15 October 2012

What Exactly Does "Unpublished" Mean?

The answer to this question used to be simple. If your work had never appeared in a book, magazine, anthology, journal, etc. then you had never been published. However, in the process of searching for online and print publications where I might place some of my work, I discovered that the definition of “unpublished” has drastically changed.
For instance, I wanted to submit one of my short stories to a flash fiction journal, but their guidelines were very specific in stating that all submissions would have to be completely unpublished. They were so adamant that I decided to research this topic and found the following things:
  1. If it’s on your blog, or anyone else’s, it’s “published”. I knew this one, but it goes to show that writers should carefully select their blog topics.

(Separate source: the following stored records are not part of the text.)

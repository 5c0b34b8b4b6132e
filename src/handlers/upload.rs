// src/handlers/upload.rs
//
// Media upload gateway. Files land under the configured upload directory
// with a generated name; the stored file is served back through the
// static /media route. Only a whitelist of extensions is accepted.

use axum::{
    Extension, Json,
    extract::{Multipart, State},
    http::StatusCode,
    response::IntoResponse,
};
use serde_json::json;

use crate::{config::Config, error::AppError, utils::jwt::Claims};

const ALLOWED_EXTENSIONS: &[&str] = &["jpg", "jpeg", "png", "gif", "mp4", "webm", "pdf"];

fn extension_of(filename: &str) -> Option<String> {
    std::path::Path::new(filename)
        .extension()
        .and_then(|e| e.to_str())
        .map(|e| e.to_ascii_lowercase())
}

/// Accept a multipart upload in the `file` field and return its public
/// URL. Any signed-in user may upload.
pub async fn upload_file(
    State(config): State<Config>,
    Extension(claims): Extension<Claims>,
    mut multipart: Multipart,
) -> Result<impl IntoResponse, AppError> {
    while let Some(field) = multipart
        .next_field()
        .await
        .map_err(|e| AppError::BadRequest(format!("Invalid multipart body: {e}")))?
    {
        if field.name() != Some("file") {
            continue;
        }

        let filename = field
            .file_name()
            .map(|s| s.to_string())
            .ok_or(AppError::BadRequest("Missing file name".to_string()))?;

        let extension = extension_of(&filename).ok_or(AppError::BadRequest(
            "File has no extension".to_string(),
        ))?;
        if !ALLOWED_EXTENSIONS.contains(&extension.as_str()) {
            return Err(AppError::BadRequest(format!(
                "File type '{extension}' is not allowed"
            )));
        }

        let data = field
            .bytes()
            .await
            .map_err(|e| AppError::BadRequest(format!("Failed to read upload: {e}")))?;

        if data.is_empty() {
            return Err(AppError::BadRequest("Empty file".to_string()));
        }
        if data.len() > config.max_upload_bytes {
            return Err(AppError::BadRequest(format!(
                "File exceeds the {} byte limit",
                config.max_upload_bytes
            )));
        }

        let stored_name = format!("{}.{}", uuid::Uuid::new_v4(), extension);
        let dir = std::path::Path::new(&config.upload_dir);
        tokio::fs::create_dir_all(dir)
            .await
            .map_err(|e| AppError::InternalServerError(e.to_string()))?;
        let path = dir.join(&stored_name);
        tokio::fs::write(&path, &data)
            .await
            .map_err(|e| AppError::InternalServerError(e.to_string()))?;

        tracing::info!(
            user_id = claims.user_id(),
            file = %stored_name,
            size = data.len(),
            "file uploaded"
        );

        return Ok((
            StatusCode::CREATED,
            Json(json!({
                "filename": stored_name,
                "url": format!("/media/{stored_name}"),
                "size": data.len(),
            })),
        ));
    }

    Err(AppError::BadRequest(
        "Expected a multipart field named 'file'".to_string(),
    ))
}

If there’s anything you are hoping to submit elsewhere for publication, it’s not always acceptable for you to simply take it down from your blog. Many editors prefer work that’s never been seen.
  2. If it’s been posted in a writing forum that is not password protected, then your piece has been “published”. I didn’t know this one! I put my story in an open writer’s forum last year not knowing that it could prevent me from submitting for official publication elsewhere. The good news is, it doesn’t appear that the forum’s pages have been archived. I did an internet search using some key phrases from my piece and nothing from the forum came up. If you posted in an unprotected forum like I did, but your piece doesn’t come up in an internet search (hint: don’t just look at the first page of results), you might be safe. In the future, if you’d like to share your work with fellow writers be sure to do so in a password protected forum so your stuff isn’t all over the web.
  3. Contests want unpublished work too. The sponsors usually want to discover pieces that have never been seen before. I was ready to submit some poetry to a Writer’s Digest contest recently and their guidelines expressly stated that your material could never have been posted on any blog, forum, or basically any other internet format. Booo.
The moral of the story is this: read guidelines carefully, and be selective with what you post online if you have plans to seek a traditional publishing route. 
Have you had any experiences like mine? Has posting online ever affected your chances of being published elsewhere? Did you already know all this?  

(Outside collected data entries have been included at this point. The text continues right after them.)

// src/error.rs

use axum::{
    Json,
    http::StatusCode,
    response::{IntoResponse, Response},
};
use serde_json::json;
use std::fmt;

/// Global Application Error Enum.
/// Centralizes error handling and mapping to HTTP responses.
#[derive(Debug)]
pub enum AppError {
    // 500 Internal Server Error
    InternalServerError(String),

    // 400 Bad Request (validation failures, policy rejections)
    BadRequest(String),

    // 401 Unauthorized
    AuthError(String),

    // 403 Forbidden (authenticated but not allowed)
    Forbidden(String),

    // 404 Not Found
    NotFound(String),

    // 409 Conflict (duplicate answer, racing attempt numbers, double enrollment)
    Conflict(String),
}

impl fmt::Display for AppError {
    fn fmt(&self, f: &mut fmt::Formatter<'_>) -> fmt::Result {
        write!(f, "{:?}", self)
    }
}

impl std::error::Error for AppError {}

/// Implements `IntoResponse` for `AppError`.
/// Converts the error into a JSON response with appropriate HTTP status code.
impl IntoResponse for AppError {
    fn into_response(self) -> Response {
        let (status, error_message) = match self {
            AppError::InternalServerError(msg) => {
                tracing::error!("Internal Server Error: {}", msg);
                (
                    StatusCode::INTERNAL_SERVER_ERROR,
                    "Internal Server Error".to_string(),
                )
            }
            AppError::BadRequest(msg) => (StatusCode::BAD_REQUEST, msg),
            AppError::AuthError(msg) => (StatusCode::UNAUTHORIZED, msg),
            AppError::Forbidden(msg) => (StatusCode::FORBIDDEN, msg),
            AppError::NotFound(msg) => (StatusCode::NOT_FOUND, msg),
            AppError::Conflict(msg) => (StatusCode::CONFLICT, msg),
        };
        let body = Json(json!({
            "error": error_message,
        }));

        (status, body).into_response()
    }
}

/// Converts `sqlx::Error` into `AppError::InternalServerError`.
/// Allows using `?` operator on database queries.
impl From<sqlx::Error> for AppError {
    fn from(err: sqlx::Error) -> Self {
        AppError::InternalServerError(err.to_string())
    }
}

impl From<serde_json::Error> for AppError {
    fn from(err: serde_json::Error) -> Self {
        AppError::BadRequest(err.to_string())
    }
}

/// True when the error is a unique-constraint violation.
/// The attempt-numbering and duplicate-answer paths branch on this.
pub fn is_unique_violation(err: &sqlx::Error) -> bool {
    matches!(err, sqlx::Error::Database(db) if db.is_unique_violation())
}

  1. I have stayed away from posting anything I maybe would ever want to publish online precisely because I wasn't too clear on the 'rules.' Thanks for the clarification!

  2. You're wise for being cautious! I wish I'd used my head a little more. Sometimes I get a little too excited to share.

  3. Now that I have a Blogspot site I'm connected to your site; I probably also joined way back when you were reviewing my book, Where the Horses Run.
    I wanted you to know that I found this article very interesting. I had a publisher tell me about this, but what I understand is that the entire work had to be on the site to be considered published. If this is not the case I'd like it clarified because I post the beginnings of some of my stories on autonomy.com to established they are mine and a date, and for critique of those first pages. I'm not very active at this time in trying to get responses, but have left a few there until published.
    I have seen them listed in a google search (as you suggested, look at all the pages) as a title, unpublished work, and the address. No one has to be a member/sign in to read them if they know what they're looking for.
    Since I self-publish it may not be an issue, but it could be for others. This may be something you might want to expand on, especially seeing all the stories posted on that site. It is a Harper-Collins site where authors hope to have their writing liked well enough to make it to the editor's desk for a look and possible publication. I don't see many getting published, just well-critiqued (which few publish any more), but since they started their new pick one especially good one for publication program. there have now been a few they have published. I've never inquired of them how they felt about the writings on that site being pre-published or not. It's never come up that I've seen.
    Just a thought to share. Hope you're doing well.

  4. Thanks Judith! You make a great point. If it's just a portion of a piece, and not the entire thing, that's a different story. In fact, it's often necessary to post excerpts in order to build a platform. What matters most is reading publishers guidelines, but like you said it doesn't necessarily matter for someone who's self-publishing. I'm glad you stopped by and provided this food for thought!